# Sunshine coast -- looking for holiday info



## Morainy (Apr 21, 2010)

Does anybody here know the Sunshine Coast well enough to help me figure out where our family could visit this summer? We would like to spend a week there and don't know the area at all. 

We'd like to rent a place that is on or close to the water, close to some nice walking areas (easy forest walks or interesting village walks, but not straight up a cliff walks), and within 45 minutes from the Langdale ferry terminal as I hate being in a car. Roberts Creek, Halfmoon Bay, etc, are all just names I learned from Google, so any information would be very helpful.

If you know of a specific place to rent that would accommodate 6 (no young kids), I'd love to hear your recommendation for that, too. We have excellent references! If you can just recommend a particular area, that would be very helpful, too. In the past, we've stayed at Beach Acres in Parksville next to Rathtrevor Park and we always loved that. 

Thank you!
Maureen


----------



## CRS Fan (Apr 21, 2010)

Hello Maureen.

Try PM'ing Keri for info. She lives on the Sunshine Coast. I'm sure she'll have some solid leads for you. 

Good Luck on the hunt!

Stuart


----------



## Morainy (Apr 21, 2010)

Thanks, Stuart! Great suggestion.


----------



## SeaHorse_Fanatic (Apr 22, 2010)

Love the Porpoise Bay campgrounds for easy car camping. Good amenities & beautiful spot.


----------



## Morainy (Apr 21, 2010)

Thank you, Seahorse Fanatic. I think we are heading to Porpoise Bay (we've found a place just next to it). 

Thanks, everyone!


----------



## Lymric (Feb 27, 2011)

I may be of some assistance.... They call Powell River "the pearl of the sunshine coast" ooh la la LOL!!! 
I have lived everywhere from White Rock to Terrace B.C., and to here (Powell River) since I got to Canada. I could probably answer a few questions for you  I ABSOLUTELY recommend the sunshine coast as a vacation!!!!!!! it is SOOOOOO gorgeous here (in the summer)  so really it depends on how much traveling you want to do... it is 6-8 hrs of scenic driving, and 2 beautiful, almost 1hr ferry rides from horseshoe bay to Powell River, but in between (1 ferry, and a 40 min drive) is Sechelt... it is very beautiful in it's own right, but honestly i don't know as much about it (couldnt give you detailed directions, even though i went to highscool there for a couple years LMAO) .... either way you cant go wrong even if you just go and get "lost" for a week or so


----------



## Keri (Aug 2, 2010)

Replied


----------



## Morainy (Apr 21, 2010)

Thanks, Keri, for the message with lots of very useful information. We're all excited about this trip and there's nothing like getting info from someone who knows the area.


----------



## SeaHorse_Fanatic (Apr 22, 2010)

I lived up in Powell River as a fish farmer for 4 years in the late 90s, early 2000s. Still like to visit friends up there. Great place. Lots of beautiful scenery, but I didn't think you were planning to go that far north (an extra ferry ride).

Anthony


----------



## Morainy (Apr 21, 2010)

Thank you, Lymric and Seahorse Fanatic. Powell River does sound gorgeous but we don't want to drive that far on this trip. 
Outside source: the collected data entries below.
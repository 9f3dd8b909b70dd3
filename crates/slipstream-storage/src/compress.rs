//! Compression Stage
//!
//! LZ4 frame encoder as a chain stage. The codec is treated as a pluggable
//! byte transformer: the stage only adapts `lz4_flex`'s streaming encoder to
//! the chain's flush/close contract. `close` writes the frame trailer; the
//! stage rejects writes after that.

use std::io::{self, Write};

use lz4_flex::frame::FrameEncoder;

use crate::chain::{Link, Stage};

pub struct Lz4Stage {
    encoder: Option<FrameEncoder<Link>>,
}

impl Lz4Stage {
    pub fn new(inner: Link) -> Self {
        Self {
            encoder: Some(FrameEncoder::new(inner)),
        }
    }

    fn encoder_mut(&mut self) -> io::Result<&mut FrameEncoder<Link>> {
        self.encoder
            .as_mut()
            .ok_or_else(|| io::Error::new(io::ErrorKind::BrokenPipe, "compression is finished"))
    }
}

impl Write for Lz4Stage {
    fn write(&mut self, buf: &[u8]) -> io::Result<usize> {
        self.encoder_mut()?.write(buf)
    }

    fn flush(&mut self) -> io::Result<()> {
        Ok(())
    }
}

impl Stage for Lz4Stage {
    fn name(&self) -> &'static str {
        "lz4"
    }

    fn flush_stage(&mut self) -> io::Result<()> {
        self.encoder_mut()?.flush()
    }

    fn close_stage(&mut self) -> io::Result<()> {
        match self.encoder.take() {
            Some(encoder) => {
                encoder.finish().map_err(io::Error::other)?;
                Ok(())
            }
            None => Ok(()),
        }
    }
}
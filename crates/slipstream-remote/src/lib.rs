//! Slipstream Remote-Write Protocol
//!
//! Lets a node without direct disk access write into a slice hosted on the
//! volume-owning node:
//!
//! ```text
//! source node                               disk writer node
//! ┌──────────────────┐   Open/Write/Sync/   ┌─────────────────────────┐
//! │ RemoteSliceFile  │──────Close (gRPC)───▶│ NetworkFileServer       │
//! │ ConnectionManager│  one channel per     │  handle table           │
//! └──────────────────┘  remote volume       │  SliceMirror (layouts)  │
//!                                           │  Volumes → SliceWriter  │
//!                                           └─────────────────────────┘
//! ```
//!
//! The server resolves slice layouts from a filtered in-memory mirror of
//! slice metadata, so `Open` needs no metadata-store round trip. The client
//! keeps one multiplexed connection per remote volume and proxies the four
//! verbs 1:1, surfacing server errors unchanged.

pub mod client;
pub mod connection;
pub mod convert;
pub mod error;
pub mod mirror;
pub mod server;

pub use client::RemoteSliceFile;
pub use connection::ConnectionManager;
pub use error::{Error, Result};
pub use mirror::SliceMirror;
pub use server::{NetworkFileServer, ServerConfig};
//! Slipstream Protocol Buffer Definitions
//!
//! gRPC service and message types for the remote-write protocol - the four
//! verbs (Open, Write, Sync, Close) a writer-less node uses to stream bytes
//! into a slice hosted on the volume-owning node.
//!
//! ## Usage
//!
//! Server side:
//!
//! ```ignore
//! use slipstream_proto::slicefile::slice_file_server::{SliceFile, SliceFileServer};
//! ```
//!
//! Client side:
//!
//! ```ignore
//! use slipstream_proto::slicefile::slice_file_client::SliceFileClient;
//! ```

/// Remote-write protocol (`proto/slicefile.proto`).
pub mod slicefile {
    tonic::include_proto!("slicefile");
}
As it turns out, the place we were hoping for isn't available for the dates we have free, so we're still looking. We hope to find a place between Gibsons and Halfmoon Bay. But we will look into Powell River for another trip when we don't have to be shuffling some family members back and forth to the ferry for Vancouver. (Not all of us will have the whole week off.)

BCA members are awesome! Thanks for your help. Keri has been messaging me with many tips.


----------



## oscar (Apr 21, 2010)

*vacation rentals*

there are 2 ads on www.sechelt.gyos.ca

they are both in Gibsons but look nice.


----------